Etranges rivages, d'Arnaldur Indridason

étranges rivages,arnaldur indridason,métailiéUne chronique d'Éric    

Revenir sur les lieux du passé est toujours un pari risqué et un défi qu’on n’est jamais sûr de relever. C’est ainsi que l’inspecteur Erlendur, meurtri par la disparition de son frère, s’immerge dans cette contrée sans concession à l’est de l’Islande, celle des fjords et des chemins escarpés, là où la glace et les tempêtes étourdissent les êtres et suscitent « des meurtriers sans visages » ; épousant un mode de vie spartiate et se mettant ainsi à l’épreuve d’un climat âpre — il réside dans la demeure familiale abandonnée, ouverte à tous les vents, n’hésitant pas à faire des kilomètres pour obtenir de menues précisions sur tel ou tel fait — son enquête sur lui-même va se heurter à d’autres disparitions, celle de Mathildur sur laquelle il va plus particulièrement se pencher, et sur l’évanouissement de cette armée britannique emportée par une tempête en 1942.

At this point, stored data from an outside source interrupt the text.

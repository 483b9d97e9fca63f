//! Database models split into separate files.

pub mod session;
pub mod slot;
pub mod user;

pub use self::session::*;
pub use self::slot::*;
pub use self::user::*;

 Nous ne l’avions pas oublié, mais Erlundur avait bel et bien disparu des précédents romans d’Indridason ; nous étions orphelins de cet inspecteur secret et perspicace, névrosé et démuni face aux désespérances humaines ; et s’il revient, c’est pour mieux mettre en scène la disparition de cet autre lui-même, ombre portée de son déséquilibre intérieur, comme le fantôme qui plane sur le désastre de son existence et que rien, pas même l’amour, ne peut consoler de vivre. Indridason — comme il le révèle dans un entretien passionnant — « s’intéresse à ceux qui sont confrontés à la perte » ; tout ici s’entrelace dans une mise en abyme brillante de toutes ses disparitions dont on ne sait au fond si elles se confondent ou si elles s’unissent dans un même désordre de l’Histoire, de la confusion des sentiments et d’un pesant relent de culpabilité qui anéantit tout. Indridason sait créer une intrication d’histoires conjuguées qui nous engloutissent jusqu’au malaise, et que le dévoilement final ne dissipe pas.

 L’auteur d’« Étranges rivages » ne nous épargne rien (pas même le grincement d’un doigt au fond d’un cercueil), et n’offre aucune perspective heureuse à ses personnages, pas plus qu’à ses lecteurs. Les hommes meurent ici irréconciliés avec la nature et avec leur entourage et désépris d’eux-mêmes, car, comme l’indique Erlundur, « le temps ne guérit pas nos blessures ».

 Nous sommes ici sur une terre dévastée où l’homme est nu, en état d’hypothermie. À cet égard le romancier islandais se situe au tout premier rang des grands auteurs nihilistes d’aujourd’hui avec Cormac McCarthy, Michel Houellebecq, Jonathan Coe.

Bonne lecture quand même !

Éric FURTER

Étranges rivages (2013)
Arnaldur Indridason
Editions Métailié
Collection bibliothèque nordique
298 pages ; 19,50 €

 

Présentation de l’éditeur
Erlendur revient !
Parti en vacances sur les terres de son enfance dans les régions sauvages des fjords de l’Est, le commissaire est hanté par le passé. Le sien et celui des affaires restées sans réponses. Dans cette région, bien des années auparavant, se sont déroulés des événements sinistres. Un groupe de soldats anglais s’est perdu dans ces montagnes pendant une tempête. Certains ont réussi à regagner la ville, d’autres pas. Cette même nuit, une jeune femme a disparu dans la même région et n’a jamais été retrouvée. Cette histoire excite la curiosité d’Erlendur, qui va fouiller le passé pour trouver coûte que coûte ce qui est arrivé… C’est un commissaire au mieux de sa forme que nous retrouvons ici !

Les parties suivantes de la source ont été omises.